Collected data:

use axum::{
    async_trait,
    body::Bytes,
    extract::{FromRequest, Request},
    http::StatusCode,
};
use serde_json::{Map, Value};

use crate::error::ApiError;

/// JSON object body that tolerates a missing body or content type.
///
/// An empty body reads as `{}` so that validation, not the parser, reports
/// the missing fields. Malformed JSON or a non-object is a `BadRequest`, a
/// body over the configured limit is `PayloadTooLarge`.
#[derive(Debug, Default)]
pub struct JsonBody(pub Map<String, Value>);

#[async_trait]
impl<S> FromRequest<S> for JsonBody
where
    S: Send + Sync,
{
    type Rejection = ApiError;

    async fn from_request(req: Request, state: &S) -> Result<Self, Self::Rejection> {
        let bytes = Bytes::from_request(req, state)
            .await
            .map_err(|e| match e.status() {
                StatusCode::PAYLOAD_TOO_LARGE => ApiError::PayloadTooLarge,
                _ => ApiError::BadRequest(e.body_text()),
            })?;

        parse(&bytes).map(JsonBody)
    }
}

fn parse(bytes: &[u8]) -> Result<Map<String, Value>, ApiError> {
    if bytes.iter().all(u8::is_ascii_whitespace) {
        return Ok(Map::new());
    }

    match serde_json::from_slice::<Value>(bytes) {
        Ok(Value::Object(map)) => Ok(map),
        Ok(_) => Err(ApiError::BadRequest("Request body must be a JSON object".to_string())),
        Err(e) => Err(ApiError::BadRequest(format!("Malformed JSON in request body: {}", e))),
    }
}
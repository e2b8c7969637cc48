use serde::{Deserialize, Serialize};
use sqlx::FromRow;
use uuid::Uuid;

use crate::database::StoreError;

/// Stored account. `password` is always a bcrypt hash.
#[derive(Debug, Clone, Serialize, Deserialize, FromRow)]
pub struct User {
    pub id: Uuid,
    pub name: String,
    pub username: String,
    #[serde(skip_serializing)]
    pub password: String,
}

#[derive(Debug, Clone)]
pub struct NewUser {
    pub name: String,
    pub username: String,
    pub password_hash: String,
}

impl NewUser {
    /// Store-level required-field rules, reported together
    pub fn check(&self) -> Result<(), StoreError> {
        let mut errors = Vec::new();
        if self.name.is_empty() {
            errors.push("Please provide name".to_string());
        }
        if self.username.is_empty() {
            errors.push("Please provide username".to_string());
        }
        if self.password_hash.is_empty() {
            errors.push("Please provide password".to_string());
        }

        if errors.is_empty() {
            Ok(())
        } else {
            Err(StoreError::Validation(errors))
        }
    }
}
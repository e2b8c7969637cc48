// handlers/public/auth/mod.rs - Registration and login

use serde::Serialize;

pub mod login; // POST /api/v1/auth/login - exchange credentials for a token
pub mod register; // POST /api/v1/auth/register - create account, get a token

pub use login::login_post;
pub use register::register_post;

#[derive(Debug, Serialize)]
pub struct TokenResponse {
    pub token: String,
    #[serde(skip_serializing_if = "Option::is_none")]
    pub message: Option<&'static str>,
}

## Your objective
Whenever a line includes the word "state", pull it out of the entries.

## Answer to this task
    async fn from_request(req: Request, state: &S) -> Result<Self, Self::Rejection> {
        let bytes = Bytes::from_request(req, state)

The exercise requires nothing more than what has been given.